“Oh, c’mon. I’ve told you all about him. He’s got a place right on the lake. Three hundred feet of private beach. The tech guy. Any of this ringing a bell?”
Zero bells are ringing, but I nod anyway. “Right. Stavros. Gray sweatpants. I remember.”
She sighs. “You so don’t.”
We stare at each other across the table until I say, “How early does early-onset Alzheimer’s kick in?”
“Not this early. You’re not even thirty yet.”
“Maybe it’s a brain tumor.”
“It’s not a brain tumor. You’re just kind of…” She winces, not wanting to hurt my feelings. “Checked out.”
So Diane the blabbermouthwasright. Groaning, I prop my elbows on the table and drop my head into my hands. “I’m sorry.”
“There’s nothing to be sorry about. You endured a major trauma. You’re still getting over it. There’s no correct timetable for grief.”
If only there was a body, I could move on.
I’m so ashamed by that thought, my face burns. But the ugly truth is that there is no moving on.
The worst thing about a missing person who’s never found is that those they leave behind can’t really mourn. They’re stuck in a perpetual twilight of unknowing. Unable to get closure, unable to properly grieve, they exist in a kind of numb limbo. Like perennials in winter, lying dormant under frozen ground.
It’s the unanswered questions that get you. The terrible what-ifs that gnaw at your soul with hungry teeth at night.
Is he dead? If so, how did it happen? Did he suffer? For how long?
Did he join a cult? Get abducted? Start a new life somewhere else?
Is he alone out in the woods, living off the land?

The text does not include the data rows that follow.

use reqwest::{Client, StatusCode};
use serde::{Deserialize, Serialize};

use super::provider::{ProviderFailure, ProviderOptions, TranslationProvider};

/// DeepL Pro API host.
pub const PRO_ENDPOINT: &str = "https://api.deepl.com";

/// DeepL Free API host.
pub const FREE_ENDPOINT: &str = "https://api-free.deepl.com";

/// DeepL-specific "Quota Exceeded" status.
const QUOTA_EXCEEDED: u16 = 456;

#[derive(Debug, Serialize)]
struct TranslateRequest<'a> {
    text: &'a [String],
    source_lang: &'a str,
    target_lang: &'a str,
    #[serde(skip_serializing_if = "Option::is_none")]
    formality: Option<&'static str>,
    #[serde(skip_serializing_if = "Option::is_none")]
    context: Option<&'a str>,
}

#[derive(Debug, Deserialize)]
struct TranslateResponse {
    translations: Vec<TranslatedText>,
}

#[derive(Debug, Deserialize)]
struct TranslatedText {
    #[serde(default)]
    text: String,
}

/// Character usage of the current billing period.
#[derive(Debug, Clone, Copy, Deserialize)]
pub struct Usage {
    pub character_count: u64,
    pub character_limit: u64,
}

/// HTTP client for the DeepL v2 API.
pub struct DeepLClient {
    client: Client,
    endpoint: String,
    api_key: String,
}

impl DeepLClient {
    pub fn new(endpoint: String, api_key: String) -> Self {
        Self {
            client: Client::new(),
            endpoint,
            api_key,
        }
    }

    fn url(&self, path: &str) -> String {
        format!("{}{path}", self.endpoint.trim_end_matches('/'))
    }

    fn auth_header(&self) -> String {
        format!("DeepL-Auth-Key {}", self.api_key)
    }

    /// Fetches account usage. Used to validate the key before any work.
    pub async fn usage(&self) -> Result<Usage, ProviderFailure> {
        let url = self.url("/v2/usage");
        let response = self
            .client
            .get(&url)
            .header("Authorization", self.auth_header())
            .send()
            .await
            .map_err(|e| ProviderFailure::Other(format!("Failed to connect to {url}: {e}")))?;

        let status = response.status();
        if !status.is_success() {
            let body = response.text().await.unwrap_or_default();
            return Err(classify(status, &body));
        }

        response
            .json::<Usage>()
            .await
            .map_err(|e| ProviderFailure::Other(format!("Invalid usage response: {e}")))
    }
}

impl TranslationProvider for DeepLClient {
    async fn translate(
        &self,
        texts: &[String],
        source_language: &str,
        target_language: &str,
        options: &ProviderOptions,
    ) -> Result<Vec<String>, ProviderFailure> {
        let url = self.url("/v2/translate");
        let request = TranslateRequest {
            text: texts,
            source_lang: source_language,
            target_lang: target_language,
            formality: options.formality.map(super::Formality::as_str),
            context: options.context.as_deref(),
        };

        let response = self
            .client
            .post(&url)
            .header("Authorization", self.auth_header())
            .json(&request)
            .send()
            .await
            .map_err(|e| ProviderFailure::Other(format!("Failed to connect to {url}: {e}")))?;

        let status = response.status();
        if !status.is_success() {
            let body = response.text().await.unwrap_or_default();
            return Err(classify(status, &body));
        }

        let body: TranslateResponse = response
            .json()
            .await
            .map_err(|e| ProviderFailure::Other(format!("Invalid translate response: {e}")))?;

        Ok(body.translations.into_iter().map(|t| t.text).collect())
    }
}

/// Maps a non-success HTTP status to a failure class.
fn classify(status: StatusCode, body: &str) -> ProviderFailure {
    match status.as_u16() {
        401 | 403 => ProviderFailure::Unauthorized,
        QUOTA_EXCEEDED => ProviderFailure::QuotaExceeded,
        429 => ProviderFailure::RateLimited,
        _ if body.trim().is_empty() => {
            ProviderFailure::Other(format!("API request failed with status {status}"))
        }
        _ => ProviderFailure::Other(format!(
            "API request failed with status {status}: {}",
            body.trim()
        )),
    }
}

#[cfg(test)]
#[allow(clippy::unwrap_used)]
mod tests {
    use super::*;
    use crate::translation::Formality;

    #[test]
    fn test_classify_auth_failures() {
        assert_eq!(classify(StatusCode::FORBIDDEN, ""), ProviderFailure::Unauthorized);
        assert_eq!(classify(StatusCode::UNAUTHORIZED, ""), ProviderFailure::Unauthorized);
    }

    #[test]
    fn test_classify_quota_and_rate_limit() {
        let quota = StatusCode::from_u16(456).unwrap();
        assert_eq!(classify(quota, ""), ProviderFailure::QuotaExceeded);
        assert_eq!(
            classify(StatusCode::TOO_MANY_REQUESTS, ""),
            ProviderFailure::RateLimited
        );
    }

    #[test]
    fn test_classify_other_includes_body() {
        let failure = classify(StatusCode::BAD_GATEWAY, " upstream down \n");
        let ProviderFailure::Other(message) = failure else {
            panic!("expected Other");
        };
        assert!(message.contains("502"));
        assert!(message.ends_with("upstream down"));
    }

    #[test]
    fn test_request_serialization_omits_unset_options() {
        let texts = vec!["Hello".to_string()];
        let request = TranslateRequest {
            text: &texts,
            source_lang: "EN",
            target_lang: "DE",
            formality: None,
            context: None,
        };
        let json = serde_json::to_value(&request).unwrap();
        assert_eq!(
            json,
            serde_json::json!({"text": ["Hello"], "source_lang": "EN", "target_lang": "DE"})
        );
    }

    #[test]
    fn test_request_serialization_with_options() {
        let texts = vec!["Hello".to_string(), "Bye".to_string()];
        let request = TranslateRequest {
            text: &texts,
            source_lang: "EN",
            target_lang: "DE",
            formality: Some(Formality::Less.as_str()),
            context: Some("Greeting"),
        };
        let json = serde_json::to_value(&request).unwrap();
        assert_eq!(json["formality"], "less");
        assert_eq!(json["context"], "Greeting");
        assert_eq!(json["text"].as_array().unwrap().len(), 2);
    }

    #[test]
    fn test_response_parsing_keeps_order() {
        let body: TranslateResponse = serde_json::from_str(
            r#"{"translations":[{"detected_source_language":"EN","text":"Hallo"},{"text":""}]}"#,
        )
        .unwrap();
        let texts: Vec<_> = body.translations.into_iter().map(|t| t.text).collect();
        assert_eq!(texts, vec!["Hallo", ""]);
    }

    #[test]
    fn test_url_trims_trailing_slash() {
        let client = DeepLClient::new("https://api-free.deepl.com/".to_string(), "k".to_string());
        assert_eq!(client.url("/v2/usage"), "https://api-free.deepl.com/v2/usage");
        assert_eq!(client.auth_header(), "DeepL-Auth-Key k");
    }
}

Did he hit his head and forget his identity?
Is he ever coming back?
The list is endless. A one-sided, open-ended Q&A that repeats on a loop every waking hour, except you’re only talking to yourself and the answers never come.
For people like me, there are no answers. There is only life in suspended animation. There is only the slow and steady calcification of your heart.
But I’ll be damned if I’ll let my best friend calcify with me.
I raise my head and say firmly, “You’re going on that date with gray sweatpants.”
“Nat—”
“There’s no reason both of us should be miserable. End of discussion.”
She gazes at me with narrowed eyes for a moment, until she sighs and shakes her head. “I don’t like this.”
“Tough. Now text your boy toy that your date is on and finish your lunch.”
I make a show of polishing off my salad as if I’ve got the appetite of a farm animal, because Sloane’s like a grandmother: it always makes her feel better when she sees me eat.
Watching me, she says drily, “I know what you’re doing.”
I answer through a mouthful of salad. “I have no idea what you mean.”
Looking heavenward, she draws a slow breath. Then she deletes whatever she had been typing on her cell and starts over. She sends the message and drops her phone back into her purse. “Happy?”